Taking up the airwaves as of late, the proposed mosque near Ground Zero has only stirred up an ever more heated and incoherent uproar. Last week, CBS and NBC rejected an ad from a conservative political action committee titled “The Audacity of Jihad” that displayed images of terrorists and the 9/11 attacks, as a narrator inveighed again and again against the “they” who perpetrated such violence.
Meanwhile, the Los Angeles Times reported yesterday that as the public hearing for a proposed mosque in Temecula approaches, many have turned increasingly sour and vocal. While places of worship are common in the city—indeed, the mosque would be set on a plot of land immediately adjoining two churches—residents are having none of it.

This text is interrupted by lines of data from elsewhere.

use serde::{Deserialize, Serialize};

use crate::geometry::Point;
use crate::layout::Layout;

/// Margin added around the pointer when a first insertion lands outside the
/// freshly computed shadow.
pub const FIRST_INSERT_MARGIN: f32 = 5.;

/// The range along the axis treated as occupied by the placeholder.
///
/// While the pointer stays inside `begin..=end` the insertion index is kept,
/// which is what stops the index from flapping between two neighbors.
#[derive(Clone, Copy, Debug, PartialEq, Serialize, Deserialize)]
pub struct ShadowBounds {
    pub begin: f32,
    pub end: f32,
    /// Where the layout wants the placeholder element's top-left corner.
    pub anchor: Point,
}

impl ShadowBounds {
    pub fn contains(&self, pos: f32) -> bool {
        self.begin <= pos && pos <= self.end
    }

    /// Stretches the bounds so they include `pos` plus [`FIRST_INSERT_MARGIN`].
    pub fn widen_to(&mut self, pos: f32) {
        if pos < self.begin {
            self.begin = pos - FIRST_INSERT_MARGIN;
        }
        if pos > self.end {
            self.end = pos + FIRST_INSERT_MARGIN;
        }
    }
}

/// Computes the placeholder bounds for inserting at `added_index`.
///
/// The removed slot is skipped when looking for neighbors. A neighbor larger
/// than the dragged element gives away half of its slack, so the shadow starts
/// (or ends) inside it. Missing neighbors fall back to the container edges.
pub fn compute_shadow_bounds<L: Layout>(
    layout: &L,
    slots: &[L::Slot],
    added_index: Option<usize>,
    removed_index: Option<usize>,
    element_size: f32,
) -> Option<ShadowBounds> {
    let added_index = added_index?;
    let container = layout.container_begin_end();

    let before = added_index
        .checked_sub(1)
        .and_then(|ix| skip_removed_backward(ix, removed_index))
        .and_then(|ix| slots.get(ix));
    let (begin, before_edge) = match before {
        Some(slot) => {
            let size = layout.size(slot);
            let bounds = layout.begin_end(slot);
            let begin = if element_size < size {
                bounds.end - (size - element_size) / 2.
            } else {
                bounds.end
            };
            (begin, bounds.end)
        }
        None => (container.begin, container.begin),
    };

    let after = skip_removed_forward(added_index, removed_index).and_then(|ix| slots.get(ix));
    let (end, after_edge) = match after {
        Some(slot) => {
            let size = layout.size(slot);
            let bounds = layout.begin_end(slot);
            let end = if element_size < size {
                bounds.begin + (size - element_size) / 2.
            } else {
                bounds.begin
            };
            (end, bounds.begin)
        }
        None => (container.end, layout.container_rectangles().end),
    };

    Some(ShadowBounds {
        begin,
        end: end.max(begin),
        anchor: layout.top_left_of_element_begin(before_edge, after_edge),
    })
}

fn skip_removed_backward(ix: usize, removed_index: Option<usize>) -> Option<usize> {
    if Some(ix) == removed_index {
        ix.checked_sub(1)
    } else {
        Some(ix)
    }
}

fn skip_removed_forward(ix: usize, removed_index: Option<usize>) -> Option<usize> {
    if Some(ix) == removed_index {
        ix.checked_add(1)
    } else {
        Some(ix)
    }
}

#[cfg(test)]
mod tests {
    use super::*;
    use crate::memory::MemoryLayout;

    #[test]
    fn null_index_has_no_shadow() {
        let (layout, slots) = MemoryLayout::vertical(100., &[10., 10.]);
        assert_eq!(compute_shadow_bounds(&layout, &slots, None, None, 10.), None);
    }

    #[test]
    fn equal_sized_neighbors_bound_the_gap() {
        let (mut layout, slots) = MemoryLayout::vertical(100., &[10., 10., 10.]);
        layout.set_translation(&slots[2], 10.);
        let shadow = compute_shadow_bounds(&layout, &slots, Some(2), None, 10.).unwrap();
        assert_eq!((shadow.begin, shadow.end), (20., 30.));
        assert_eq!(shadow.anchor, Point::new(0., 20.));
    }

    #[test]
    fn larger_neighbors_split_their_slack() {
        let (layout, slots) = MemoryLayout::vertical(200., &[40., 40.]);
        let shadow = compute_shadow_bounds(&layout, &slots, Some(1), None, 10.).unwrap();
        // Each 40-unit neighbor gives away (40 - 10) / 2 = 15.
        assert_eq!((shadow.begin, shadow.end), (25., 55.));
    }

    #[test]
    fn missing_neighbors_fall_back_to_container_edges() {
        let (layout, slots) = MemoryLayout::vertical(100., &[10., 10.]);
        let first = compute_shadow_bounds(&layout, &slots, Some(0), None, 10.).unwrap();
        assert_eq!(first.begin, 0.);
        let last = compute_shadow_bounds(&layout, &slots, Some(2), None, 10.).unwrap();
        assert_eq!((last.begin, last.end), (20., 100.));
    }

    #[test]
    fn removed_slot_is_skipped_on_both_sides() {
        let (layout, slots) = MemoryLayout::vertical(100., &[10., 10., 10.]);
        // Inserting right after the removed slot 1: before neighbor becomes 0.
        let after_removed = compute_shadow_bounds(&layout, &slots, Some(2), Some(1), 10.).unwrap();
        assert_eq!(after_removed.begin, 10.);
        // Inserting at the removed slot: after neighbor becomes 2.
        let at_removed = compute_shadow_bounds(&layout, &slots, Some(1), Some(1), 10.).unwrap();
        assert_eq!((at_removed.begin, at_removed.end), (10., 20.));
        // Removed first slot and inserting at 1: no before neighbor remains.
        let head = compute_shadow_bounds(&layout, &slots, Some(1), Some(0), 10.).unwrap();
        assert_eq!(head.begin, 0.);
    }

    #[test]
    fn out_of_range_index_uses_container_edges() {
        let (layout, slots) = MemoryLayout::vertical(100., &[10.]);
        let shadow = compute_shadow_bounds(&layout, &slots, Some(7), None, 10.).unwrap();
        assert_eq!((shadow.begin, shadow.end), (0., 100.));
    }

    #[test]
    fn widen_to_adds_margin_on_the_violated_side() {
        let mut shadow = ShadowBounds {
            begin: 20.,
            end: 30.,
            anchor: Point::default(),
        };
        shadow.widen_to(33.);
        assert_eq!((shadow.begin, shadow.end), (20., 38.));
        shadow.widen_to(12.);
        assert_eq!((shadow.begin, shadow.end), (7., 38.));
        shadow.widen_to(25.);
        assert_eq!((shadow.begin, shadow.end), (7., 38.));
    }
}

As the pastor of Calvary Baptist Church stated, "There is a concern with all the rumors you hear about sleeper cells and all that. Are we supposed to be complacent just because these people say it's a religion of peace?" Well, of course if you speak in deliberately vague terms of rumors, "all that" and "these people," then just about anything could be true.
Those who support the mosques all cite the opportunity to engage with the wider community as one reason for their development. Now if only the majority of Americans were listening.